You have in your hands the second part of Journal freelancer Cristina Bauss' exploration of the controversies surrounding Caltrans' proposed Richardson Grove Improvement Project. This is the first time in my editorship, and possibly in Journal history, that we have devoted two consecutive covers to the same topic. There are two reasons that we decided to break the rule: Bauss' excellent reporting, and the mountain of confusion and disinformation that has surrounded the project.
The Richardson Grove Improvement Project is, by Caltrans standards, a tiny little piece of road work, costing $7 million from soup to nuts. The aim, as Bauss catalogued in last week's installment, is to make Humboldt County accessible to industry-standard trucks, which are slightly larger than the ones currently allowed to enter the county. It would accomplish this by smoothing a couple of curves in Highway 101 through Richardson Grove State Park. Some trees -- scrub oak, mostly, and a few very young redwoods -- would be removed. Some of the roots of a few old growth redwoods would be carefully excavated and cut; there is no reason to believe that these trees' overall health would be hampered. (As Bauss points out, the old growth currently lining the highway survived much less tender treatment 100 years ago.) In the end, small manufacturers and retailers would experience significant savings on their shipping bill.
For whatever reason, and post-Timber War boredom is as good an answer as any, the opposition to the project -- led by the Environmental Protection Information Center, the Northcoast Environmental Center and McKinleyville's Dr. Ken Miller, intellectual author of District Attorney Paul Gallegos' failed lawsuit against the Pacific Lumber Co. -- have been hyperbolic in their denunciation. Their Grovies' radio ads tell the tale: The project will "blow a hole" in Richardson Grove! Big box hell, everywhere! (Notwithstanding the fact that Costco and Target, along with innumerable other retailers, survive the lack of STAA access just fine.) Humboldt County will become Santa Rosa! A retaining wall would be built!

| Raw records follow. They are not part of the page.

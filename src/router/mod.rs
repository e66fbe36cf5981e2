//! Router discovery, selection and port mapping
//!
//! The flow for one invocation:
//! 1. Probe: enumerate WANIPConnection:2, WANIPConnection:1 and
//!    WANPPPConnection:1 devices concurrently
//! 2. Select: keep the sole device of the highest-priority variant that has
//!    exactly one
//! 3. Resolve the local address on the router's subnet (once)
//! 4. Forward or clear a port on TCP and UDP
//!
//! A selected [`RouterClient`] is used for the rest of the run; it is never
//! re-selected.

pub mod client;
pub mod local_ip;
pub mod probe;
pub mod select;
pub mod types;

pub use client::{RouterClient, LEASE_DURATION};
pub use local_ip::{find_local_ip, router_host_ip, InterfaceAddr, InterfaceSource, SystemInterfaces};
pub use probe::probe_variants;
pub use select::{discover_and_select_router, select_router};
pub use types::{CandidateCounts, CandidateSet, MappingOperation, RouterError};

This is the problem. When once-respected enviros froth in rage at the horror of someone somewhere building a new retaining wall, who loses? There is a segment of our citizenry -- a not-insignificant minority -- eager to believe that big box America is cloistered over a map somewhere, plotting the deflowering of virgin Humboldt County. When they are continuously stroked and flattered with the absurd idea that the Richardson Grove Improvement Project is the culmination of these mustachioed evil-doers' schemes, who pays the bill for that?
Sure, in the sense that our politics become even stupider and more paranoid than they already are, we all do. More specifically, though, they do. Because the previously baseless slam against Humboldt County lefties -- that they just hate jobs! -- suddenly becomes somewhat less baseless. Because the organizations that they're hurting most -- small manufacturers like Cypress Grove Chevre and Lost Coast Brewery, a nonprofit like the Arcata Recycling Center -- are lost to them as allies in the much more real and much more serious fights over the future direction of the county, for instance in the still-pending rewrite of the county's general plan. Because they waste all their time and energy and political capital on a bunch of nonsense, instead of actual, important, maybe life-or-death environmental issues like the general plan or global warming or agricultural reform or the Pacific Trash Gyre or a hundred other things. If I were one of the big bad boogiemen of the Grovie subconscious, I'd be twirling that mustache in glee at the site of the Humboldt County left upending itself in such an inconsequential bog.
Anyway, stroll on over to northcoastjournal.com a couple of hours after this column and the second part of Bauss' article go live. Click on one of them and scroll down a bit until you get to the comments from Jeff Muskrat, who came to Humboldt prominence several years ago as a member of Earth First! My bet: You will find paragraph after paragraph of the frothing and righteousness referenced above, salted with random accusations that Bauss, myself or the Journal at large must be now be in the pocket of Rob Arkley or Home Depot or God knows who else. Read Muskrat's work -- widely available at a million other spots on the Web -- and you will have the Grovie campaign in a nutshell. If you find anything sensible in it, or anything that hasn't already been asked and answered, do let me know.